总结和展望

来源:互联网 发布:淘宝粉丝福利购怎么领 编辑:程序博客网 时间:2024/06/15 04:25

第1章          总结和展望

1.1.    总结

随着Web网络的逐渐成熟,移动带宽的提高、云计算和物理网应用的丰富,越来越多的智能终端设备被接入到网络中,Web数据已经成为一个蕴含巨大价值的信息仓库。如何利用Web信息挖掘技术从"大数据"Web中高效、智能的获取信息,成为人们越来越关心的问题。

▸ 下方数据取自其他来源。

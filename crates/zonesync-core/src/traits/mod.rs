//! Core traits for zonesync
//!
//! This module defines the abstract interfaces that all implementations must follow.
//!
//! - [`DnsProvider`]: The capability surface consumed by the orchestrator
//! - [`ZoneBackend`]: The remote DNS management API a provider drives

pub mod dns_provider;
pub mod zone_backend;

pub use dns_provider::{DnsProvider, DnsProviderFactory};
pub use zone_backend::{ZoneBackend, ZoneRecord};
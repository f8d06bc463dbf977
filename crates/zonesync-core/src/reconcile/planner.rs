//! Change planner
//!
//! Assigns every change to exactly one zone and builds the backend-shaped
//! record for it. Planning is all-or-nothing: a single unassignable change
//! rejects the whole changeset before anything is sent.

use crate::endpoint::{Change, normalize_name};
use crate::error::{Error, Result};
use crate::traits::ZoneRecord;
use crate::zone::Zone;
use std::collections::BTreeMap;

/// The changes destined for one zone, in orchestrator order
#[derive(Debug, Clone, PartialEq, Eq)]
pub struct ZoneChanges {
    pub zone: Zone,
    pub changes: Vec<Change>,
}

/// Find the zone owning `dns_name`: the longest zone name that is a suffix
/// on a label boundary
///
/// # Errors
///
/// `Planning` if no zone matches, or if two zones share the longest match
/// (e.g. the same zone name visible under two identifiers).
pub fn zone_for<'a>(zones: &'a [Zone], dns_name: &str) -> Result<&'a Zone> {
    let name = normalize_name(dns_name);
    let mut best: Option<&Zone> = None;
    let mut tied = false;

    for zone in zones.iter().filter(|z| z.contains(&name)) {
        match best {
            Some(current) if zone.name.len() < current.name.len() => {}
            Some(current) if zone.name.len() == current.name.len() => tied = true,
            _ => {
                best = Some(zone);
                tied = false;
            }
        }
    }

    match best {
        None => Err(Error::planning(format!("No zone found for record {}", name))),
        Some(zone) if tied => Err(Error::planning(format!(
            "Record {} matches more than one zone named {}",
            name, zone.name
        ))),
        Some(zone) => Ok(zone),
    }
}

/// Partition changes by owning zone, keyed and iterated by zone identifier
///
/// Relative order of changes is preserved within each zone, so mutations of
/// the same (name, type) pair keep the order the orchestrator gave them.
pub fn group_by_zone(zones: &[Zone], changes: Vec<Change>) -> Result<BTreeMap<String, ZoneChanges>> {
    let mut grouped: BTreeMap<String, ZoneChanges> = BTreeMap::new();

    for change in changes {
        let zone = zone_for(zones, change.endpoint.dns_name())?;
        grouped
            .entry(zone.id.clone())
            .or_insert_with(|| ZoneChanges {
                zone: zone.clone(),
                changes: Vec::new(),
            })
            .changes
            .push(change);
    }

    Ok(grouped)
}

/// Backend-shaped record for a change targeting `zone`
pub fn build_native_record(zone: &Zone, change: &Change) -> ZoneRecord {
    ZoneRecord::from((zone, &change.endpoint))
}
//! Change applier
//!
//! Issues the per-change backend calls for a planned changeset.
//!
//! ## Failure Semantics
//!
//! - The first failing backend call aborts the *entire* batch, not just the
//!   current zone, and its error is returned wrapped in `Error::Apply`.
//! - Changes applied before the failure stay applied; there is no rollback.
//!   The next reconciliation cycle re-diffs and picks up the remainder.
//! - Cancellation is checked before every mutation and raced against every
//!   in-flight call.
//!
//! ## Idempotent Creates
//!
//! A create rejected with `AlreadyExists` is resolved by re-reading the zone:
//! an identical record already present counts as `unchanged`. Likewise a
//! delete rejected with `NotFound` counts as `unchanged` once a re-read shows
//! the record is gone.

use super::cancellable;
use super::planner::{ZoneChanges, build_native_record};
use crate::endpoint::{Action, Change, DEFAULT_TTL, normalize_name};
use crate::error::{Error, Result};
use crate::traits::{ZoneBackend, ZoneRecord};
use crate::zone::Zone;
use std::collections::BTreeMap;
use tokio_util::sync::CancellationToken;
use tracing::{debug, info};

/// Outcome of a successful apply
#[derive(Debug, Clone, Copy, Default, PartialEq, Eq)]
pub struct ApplyReport {
    /// Mutations the backend accepted
    pub applied: usize,
    /// Creates for records already present with identical content, and
    /// deletes for records already absent
    pub unchanged: usize,
    /// Changes logged but not sent (dry-run)
    pub skipped: usize,
}

impl ApplyReport {
    /// Number of changes processed
    pub fn total(&self) -> usize {
        self.applied + self.unchanged + self.skipped
    }
}

/// Applies planned changes through a [`ZoneBackend`]
pub struct Applier<'a, B: ?Sized> {
    backend: &'a B,
    dry_run: bool,
}

impl<'a, B> Applier<'a, B>
where
    B: ZoneBackend + ?Sized,
{
    pub fn new(backend: &'a B, dry_run: bool) -> Self {
        Self { backend, dry_run }
    }

    /// Apply grouped changes, zone by zone in key order
    ///
    /// # Returns
    ///
    /// - `Ok(ApplyReport)`: every change was applied, resolved, or skipped
    /// - `Err(Error::Apply)`: a backend call failed; later changes were not attempted
    /// - `Err(Error::Cancelled)`: the token fired; later changes were not attempted
    pub async fn apply(
        &self,
        grouped: &BTreeMap<String, ZoneChanges>,
        cancel: &CancellationToken,
    ) -> Result<ApplyReport> {
        let mut report = ApplyReport::default();

        for batch in grouped.values() {
            for change in &batch.changes {
                if cancel.is_cancelled() {
                    info!(
                        zone = %batch.zone.name,
                        applied = report.applied,
                        "Apply cancelled, remaining changes not sent"
                    );
                    return Err(Error::Cancelled);
                }

                let record = build_native_record(&batch.zone, change);
                info!(
                    record = %record.domain,
                    r#type = %record.record_type,
                    ttl = record.ttl.unwrap_or(DEFAULT_TTL),
                    action = %change.action,
                    zone = %batch.zone.name,
                    dry_run = self.dry_run,
                    "Changing record"
                );

                if self.dry_run {
                    report.skipped += 1;
                    continue;
                }

                match self.dispatch(&batch.zone, change, &record, cancel).await {
                    Ok(true) => report.applied += 1,
                    Ok(false) => report.unchanged += 1,
                    Err(Error::Cancelled) => return Err(Error::Cancelled),
                    Err(e) => {
                        return Err(Error::apply(
                            change.action.as_str(),
                            &record.domain,
                            &batch.zone.name,
                            e,
                        ));
                    }
                }
            }
        }

        Ok(report)
    }

    /// Send one change; `Ok(false)` means the backend already matched it
    async fn dispatch(
        &self,
        zone: &Zone,
        change: &Change,
        record: &ZoneRecord,
        cancel: &CancellationToken,
    ) -> Result<bool> {
        match change.action {
            Action::Create => {
                match cancellable(cancel, self.backend.create_record(record)).await {
                    Ok(()) => Ok(true),
                    Err(Error::AlreadyExists(reason)) => {
                        self.resolve_existing(zone, record, reason, cancel).await
                    }
                    Err(e) => Err(e),
                }
            }
            Action::Update => cancellable(cancel, self.backend.update_record(record))
                .await
                .map(|()| true),
            Action::Delete => {
                match cancellable(
                    cancel,
                    self.backend
                        .delete_record(zone, &record.domain, &record.record_type),
                )
                .await
                {
                    Ok(()) => Ok(true),
                    Err(Error::NotFound(reason)) => {
                        self.resolve_missing(zone, record, reason, cancel).await
                    }
                    Err(e) => Err(e),
                }
            }
        }
    }

    /// A delete that found nothing is done if the zone no longer holds the record
    async fn resolve_missing(
        &self,
        zone: &Zone,
        record: &ZoneRecord,
        reason: String,
        cancel: &CancellationToken,
    ) -> Result<bool> {
        let existing = cancellable(cancel, self.backend.zone_records(zone)).await?;

        let still_present = existing.iter().any(|current| {
            normalize_name(&current.domain) == normalize_name(&record.domain)
                && current.record_type.eq_ignore_ascii_case(&record.record_type)
        });
        if still_present {
            return Err(Error::NotFound(reason));
        }

        debug!(
            record = %record.domain,
            r#type = %record.record_type,
            zone = %zone.name,
            "Record already absent"
        );
        Ok(false)
    }

    async fn resolve_existing(
        &self,
        zone: &Zone,
        record: &ZoneRecord,
        reason: String,
        cancel: &CancellationToken,
    ) -> Result<bool> {
        let existing = cancellable(cancel, self.backend.zone_records(zone)).await?;

        if existing
            .iter()
            .any(|current| current.same_content(record, DEFAULT_TTL))
        {
            debug!(
                record = %record.domain,
                r#type = %record.record_type,
                zone = %zone.name,
                "Record already present with identical content"
            );
            Ok(false)
        } else {
            Err(Error::AlreadyExists(reason))
        }
    }
}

本文研究了Web信息挖掘的相关方法,形成了完善的主题的描述特征、网页特征和链接特征分析理论。针对结构挖掘,本文提出了三元组描述URL,构建URL层次树,用于映射网站的层次结构,利用网站的链接关系自动构建网站的链接结构,描述网站的主题层次信息,识别URL页面的类别。针对内容挖掘,本文提出了基于标题和正文依存树的中文网页正文抽取方法和基于语义和规则的Web网页细粒度信息抽取方法。基于标题和正文依存树的正文抽取方法认为正文抽取要考虑网页标题和网页正文之间的依存关系。方法实用性强,实现简单,不依赖网页类型结构,可以有效的抽取正文简短、正文评价较长等网页的正文。基于语义和规则的Web网页信息细粒度抽取方法,提出了网页属性化的理论,将半结构和无结构的网页转换为多个属性和属性值。方法有效的利用语义和规则,提高了抽取的细粒度。本文最后构建网站垂直挖掘模型,利用本文结构挖掘和内容挖掘,实现对网站的智能、有效、全面、精确的信息挖掘。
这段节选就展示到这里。